Una Microsoft Teams Room è un sistema certificato e dedicato a Teams: esperienza nativa, avvio a un tocco dal calendario, ma piattaforma unica. XBoard V7 è invece indipendente: ospita le app delle principali piattaforme e privilegia il BYOD. La scelta dipende da come lavora l’azienda; Netframe progetta entrambe le soluzioni e aiuta a individuare quella giusta.
Come funziona il BYOD wireless con touch-back?

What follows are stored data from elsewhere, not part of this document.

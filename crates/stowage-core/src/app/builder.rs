//! OrchestratorBuilder - Orchestrator の構築とワイヤリング
//!
//! # 起動時検証（Fail-fast）
//! - store が無ければ BuildError::MissingStore
//! - expect_kinds() で宣言した種類の Producer が無ければ
//!   BuildError::MissingProducers
//! - 同じ種類の Producer を 2 回登録すると RegistryError
//!
//! # 使用例
//! ```ignore
//! let orchestrator = OrchestratorBuilder::new()
//!     .store(Arc::new(store))
//!     .producer(SourceKind::Dataset, Arc::new(hub))?
//!     .parallelism(NonZeroUsize::new(3).unwrap())
//!     .expect_kinds(&config.kinds())
//!     .build()?;
//! ```

use std::num::NonZeroUsize;
use std::sync::Arc;

use super::job::JobContext;
use super::orchestrator::Orchestrator;
use super::registry::{ProducerRegistry, RegistryError};
use super::scheduler::Scheduler;
use crate::domain::SourceKind;
use crate::ports::{
    ArtifactStore, Clock, EventSink, IdGenerator, NoopEventSink, Producer, SystemClock,
    UlidGenerator,
};

pub const DEFAULT_PARALLELISM: NonZeroUsize = NonZeroUsize::new(3).unwrap();

#[derive(Debug, thiserror::Error)]
pub enum BuildError {
    #[error("no artifact store configured")]
    MissingStore,

    #[error("no producer registered for: {0:?}")]
    MissingProducers(Vec<SourceKind>),
}

pub struct OrchestratorBuilder {
    producers: ProducerRegistry,
    store: Option<Arc<dyn ArtifactStore>>,
    events: Arc<dyn EventSink>,
    clock: Arc<dyn Clock>,
    parallelism: NonZeroUsize,
    expected_kinds: Vec<SourceKind>,
}

impl OrchestratorBuilder {
    pub fn new() -> Self {
        Self {
            producers: ProducerRegistry::new(),
            store: None,
            events: Arc::new(NoopEventSink),
            clock: Arc::new(SystemClock),
            parallelism: DEFAULT_PARALLELISM,
            expected_kinds: Vec::new(),
        }
    }

    pub fn producer(
        mut self,
        kind: SourceKind,
        producer: Arc<dyn Producer>,
    ) -> Result<Self, RegistryError> {
        self.producers.register(kind, producer)?;
        Ok(self)
    }

    pub fn store(mut self, store: Arc<dyn ArtifactStore>) -> Self {
        self.store = Some(store);
        self
    }

    pub fn events(mut self, events: Arc<dyn EventSink>) -> Self {
        self.events = events;
        self
    }

    /// Clock used for run / job ids.
    pub fn clock(mut self, clock: Arc<dyn Clock>) -> Self {
        self.clock = clock;
        self
    }

    pub fn parallelism(mut self, parallelism: NonZeroUsize) -> Self {
        self.parallelism = parallelism;
        self
    }

    /// Source kinds the configured targets will need.
    pub fn expect_kinds(mut self, kinds: &[SourceKind]) -> Self {
        self.expected_kinds = kinds.to_vec();
        self
    }

    pub fn build(self) -> Result<Orchestrator, BuildError> {
        let store = self.store.ok_or(BuildError::MissingStore)?;

        let mut missing: Vec<SourceKind> = Vec::new();
        for kind in self.expected_kinds {
            if !self.producers.contains(kind) && !missing.contains(&kind) {
                missing.push(kind);
            }
        }
        if !missing.is_empty() {
            return Err(BuildError::MissingProducers(missing));
        }

        let ids: Arc<dyn IdGenerator> = Arc::new(UlidGenerator::new(self.clock));
        let ctx = JobContext {
            store,
            producers: Arc::new(self.producers),
            events: self.events,
        };
        Ok(Orchestrator::new(ctx, ids, Scheduler::new(self.parallelism)))
    }
}

impl Default for OrchestratorBuilder {
    fn default() -> Self {
        Self::new()
    }
}

#[cfg(test)]
mod tests {
    use super::*;
    use crate::impls::memory_store::InMemoryStore;
    use crate::impls::scripted::ScriptedProducer;

    fn producer() -> Arc<dyn Producer> {
        Arc::new(ScriptedProducer::new(Arc::new(SystemClock)))
    }

    #[test]
    fn build_success() {
        let orchestrator = OrchestratorBuilder::new()
            .store(Arc::new(InMemoryStore::new()))
            .producer(SourceKind::Dataset, producer())
            .unwrap()
            .expect_kinds(&[SourceKind::Dataset])
            .build();
        assert!(orchestrator.is_ok());
    }

    #[test]
    fn build_without_store_fails() {
        let result = OrchestratorBuilder::new()
            .producer(SourceKind::Dataset, producer())
            .unwrap()
            .build();
        assert!(matches!(result, Err(BuildError::MissingStore)));
    }

    #[test]
    fn build_missing_producers() {
        let result = OrchestratorBuilder::new()
            .store(Arc::new(InMemoryStore::new()))
            .producer(SourceKind::Dataset, producer())
            .unwrap()
            .expect_kinds(&[SourceKind::Dataset, SourceKind::Database])
            .build();
        assert!(matches!(
            result,
            Err(BuildError::MissingProducers(missing)) if missing == vec![SourceKind::Database]
        ));
    }

    #[test]
    fn duplicate_producer_is_rejected() {
        let result = OrchestratorBuilder::new().producer(SourceKind::Database, producer());
        let Ok(builder) = result else {
            panic!("first registration must succeed");
        };
        assert!(matches!(
            builder.producer(SourceKind::Database, producer()),
            Err(RegistryError::AlreadyRegistered(SourceKind::Database))
        ));
    }

    #[test]
    fn parallelism_defaults_to_three() {
        let orchestrator = OrchestratorBuilder::new()
            .store(Arc::new(InMemoryStore::new()))
            .build()
            .unwrap();
        assert_eq!(orchestrator.scheduler().parallelism().get(), 3);
    }
}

Si collega il dongle USB-C al laptop e con un tocco lo schermo del portatile va sul monitor, mentre telecamere, microfoni e altoparlanti del pannello diventano le periferiche del PC. Il touch-back aggiunge il passo finale: i comandi touch dati sullo schermo grande tornano al laptop via USB, come se il portatile avesse un display touch da 86 pollici.
Meglio installazione a parete o su carrello?

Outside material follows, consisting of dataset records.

use std::collections::HashMap;
use std::sync::Arc;

use crate::domain::SourceKind;
use crate::ports::Producer;

#[derive(Debug, thiserror::Error)]
pub enum RegistryError {
    #[error("a producer for {0} targets is already registered")]
    AlreadyRegistered(SourceKind),
}

/// Registry of producers (source kind -> producer).
///
/// Design:
/// - Built during initialization (mutable).
/// - Shared by every job during the run (immutable, behind `Arc`).
#[derive(Default)]
pub struct ProducerRegistry {
    producers: HashMap<SourceKind, Arc<dyn Producer>>,
}

impl ProducerRegistry {
    pub fn new() -> Self {
        Self {
            producers: HashMap::new(),
        }
    }

    pub fn register(
        &mut self,
        kind: SourceKind,
        producer: Arc<dyn Producer>,
    ) -> Result<(), RegistryError> {
        if self.producers.contains_key(&kind) {
            return Err(RegistryError::AlreadyRegistered(kind));
        }
        self.producers.insert(kind, producer);
        Ok(())
    }

    pub fn get(&self, kind: SourceKind) -> Option<&Arc<dyn Producer>> {
        self.producers.get(&kind)
    }

    pub fn contains(&self, kind: SourceKind) -> bool {
        self.producers.contains_key(&kind)
    }

    pub fn len(&self) -> usize {
        self.producers.len()
    }

    pub fn is_empty(&self) -> bool {
        self.producers.is_empty()
    }
}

Dipende dall’uso: la parete è la scelta per la sala riunioni dedicata, il carrello rende il monitor un asset mobile da spostare tra sale, open space e aree formazione. XBoard V7 supporta entrambe le configurazioni; il carrello richiede solo una presa di corrente e, se serve la rete cablata, un punto LAN nelle vicinanze. In entrambi i casi il limite alla resa non è il pannello ma la stanza: se la sala ha riverbero, microfoni e altoparlanti integrati non lo compensano, e vale la pena leggere prima come si tratta l’acustica di una sala riunioni.
Fonti
- MAXHUB, XBoard V7 Series Datasheet, versione V1.7, per le specifiche di display, touch, telecamere, array microfonico, audio e modulo PC MT71
- MAXHUB, pagina ufficiale della serie XBoard V7, per le funzioni AI di inquadratura automatica, speaker tracking, intelligent focus, audio fence e Video Fence, per Sonic Share e la connessione peer-to-peer e per la gestione centralizzata con Pivot
Le specifiche dei prodotti cambiano con le revisioni del datasheet: verificare la versione corrente prima di qualunque decisione d’acquisto.
Fonti verificate l’11 agosto 2026.
Questo articolo non è sponsorizzato. Netframe integra e installa MaxHub XBoard V7 nei progetti dei propri clienti, accanto a soluzioni di altri produttori, e la valutazione qui espressa è indipendente.